- **Collected data**
----
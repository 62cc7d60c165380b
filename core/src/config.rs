use crate::{
    error::{SeedError, SeedResult},
    types::Tier,
};
use serde::{Deserialize, Serialize};
use std::collections::BTreeMap;

#[derive(Debug, Clone, Copy, Serialize, Deserialize, PartialEq)]
pub struct LengthRange {
    pub min: u32,
    pub max: u32,
}

#[derive(Debug, Clone, Serialize, Deserialize)]
#[serde(default)]
pub struct ScoringConfig {
    pub points_per_meter: f64,
}

impl Default for ScoringConfig {
    fn default() -> Self {
        Self { points_per_meter: 10.0 }
    }
}

#[derive(Debug, Clone, Serialize, Deserialize)]
#[serde(default)]
pub struct RunConfig {
    /// Distance ceiling used when the client does not send one.
    pub max_distance: u32,
    /// Lifetime of a cached seed entry. Zero makes entries unreadable.
    pub seed_ttl_hours: i64,
    /// Purge expired cache entries after this many writes. Zero disables it.
    pub purge_every_writes: u32,
}

impl Default for RunConfig {
    fn default() -> Self {
        Self {
            max_distance: 10_000,
            seed_ttl_hours: 24,
            purge_every_writes: 100,
        }
    }
}

#[derive(Debug, Clone, Serialize, Deserialize)]
#[serde(default)]
pub struct TrackConfig {
    pub tier_lengths: BTreeMap<Tier, LengthRange>,
    pub shop_count_range: (u32, u32),
    /// Fraction of the piece list shops are spread across.
    pub shop_position_range: (f64, f64),
    pub shop_item_count: (u32, u32),
    pub boss_reward_count: (u32, u32),
    /// Cost of the n-th reroll; the last rung repeats.
    pub reroll_costs: Vec<u32>,
    /// Raw piece length per normalized length unit.
    pub length_unit_divisor: f64,
}

impl Default for TrackConfig {
    fn default() -> Self {
        Self {
            tier_lengths: [
                (1, LengthRange { min: 500, max: 600 }),
                (2, LengthRange { min: 600, max: 800 }),
                (3, LengthRange { min: 1000, max: 1500 }),
            ]
            .into(),
            shop_count_range: (1, 2),
            shop_position_range: (0.5, 0.7),
            shop_item_count: (3, 5),
            boss_reward_count: (3, 5),
            reroll_costs: vec![50, 100, 150, 200],
            length_unit_divisor: 800.0,
        }
    }
}

impl TrackConfig {
    pub fn tier_length(&self, tier: Tier) -> SeedResult<LengthRange> {
        self.tier_lengths
            .get(&tier)
            .copied()
            .ok_or(SeedError::InvalidTier { tier })
    }

    pub fn reroll_cost(&self, reroll_index: u32) -> u32 {
        let last = self.reroll_costs.len().saturating_sub(1);
        self.reroll_costs
            .get((reroll_index as usize).min(last))
            .copied()
            .unwrap_or(0)
    }
}

/// Every bound check can be switched off on its own.
#[derive(Debug, Clone, Serialize, Deserialize)]
#[serde(default)]
pub struct ValidationConfig {
    pub check_score: bool,
    pub check_distance: bool,
    pub check_coins: bool,
    pub check_obstacles: bool,
    pub check_track_pieces: bool,
    pub check_powerups: bool,
    pub check_track_selections: bool,
    pub check_player_class: bool,
    /// Score may reach distance * points_per_meter * this.
    pub score_ceiling_multiplier: f64,
    /// Rerolls per shop whose items count toward the powerup bound.
    pub reroll_allowance_per_shop: u32,
}

impl Default for ValidationConfig {
    fn default() -> Self {
        Self {
            check_score: true,
            check_distance: true,
            check_coins: true,
            check_obstacles: true,
            check_track_pieces: true,
            check_powerups: true,
            check_track_selections: true,
            check_player_class: true,
            score_ceiling_multiplier: 5.0,
            reroll_allowance_per_shop: 3,
        }
    }
}

#[derive(Debug, Clone, Default, Serialize, Deserialize)]
#[serde(default)]
pub struct SeedConfig {
    pub scoring: ScoringConfig,
    pub runs: RunConfig,
    pub tracks: TrackConfig,
    pub validation: ValidationConfig,
}

impl SeedConfig {
    /// Load from the data/ directory.
    /// Missing sections and keys fall back to the production defaults.
    /// In tests, use SeedConfig::default_test().
    pub fn load(data_dir: &str) -> anyhow::Result<Self> {
        let path = format!("{data_dir}/game_config.json");
        let content = std::fs::read_to_string(&path)
            .map_err(|e| anyhow::anyhow!("Cannot read {path}: {e}"))?;
        let config: SeedConfig = serde_json::from_str(&content)
            .map_err(|e| anyhow::anyhow!("Cannot parse {path}: {e}"))?;
        config.check()?;
        Ok(config)
    }

    fn check(&self) -> anyhow::Result<()> {
        anyhow::ensure!(
            self.tracks.length_unit_divisor > 0.0,
            "tracks.length_unit_divisor must be positive"
        );
        let (lo, hi) = self.tracks.shop_position_range;
        anyhow::ensure!(
            (0.0..=1.0).contains(&lo) && (0.0..=1.0).contains(&hi) && lo <= hi,
            "tracks.shop_position_range must be an ordered pair within [0, 1]"
        );
        for tier in crate::types::tiers() {
            let range = self
                .tracks
                .tier_lengths
                .get(&tier)
                .ok_or_else(|| anyhow::anyhow!("tracks.tier_lengths is missing tier {tier}"))?;
            anyhow::ensure!(range.min <= range.max, "tier {tier} length range is reversed");
        }
        anyhow::ensure!(self.runs.seed_ttl_hours >= 0, "runs.seed_ttl_hours must not be negative");
        Ok(())
    }

    /// Config with fixed ranges for use in tests.
    pub fn default_test() -> Self {
        Self {
            scoring: ScoringConfig::default(),
            runs: RunConfig {
                max_distance: 10_000,
                seed_ttl_hours: 24,
                purge_every_writes: 100,
            },
            tracks: TrackConfig {
                tier_lengths: [
                    (1, LengthRange { min: 6, max: 8 }),
                    (2, LengthRange { min: 8, max: 10 }),
                    (3, LengthRange { min: 10, max: 12 }),
                ]
                .into(),
                shop_count_range: (1, 2),
                shop_position_range: (0.5, 0.7),
                shop_item_count: (2, 3),
                boss_reward_count: (2, 2),
                reroll_costs: vec![50, 100, 150, 200],
                length_unit_divisor: 800.0,
            },
            validation: ValidationConfig::default(),
        }
    }
}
----
- **EXERCISE**
Each line of the data that contains "this" should be counted; please give only the number.

- **ANSWER SECTION**
2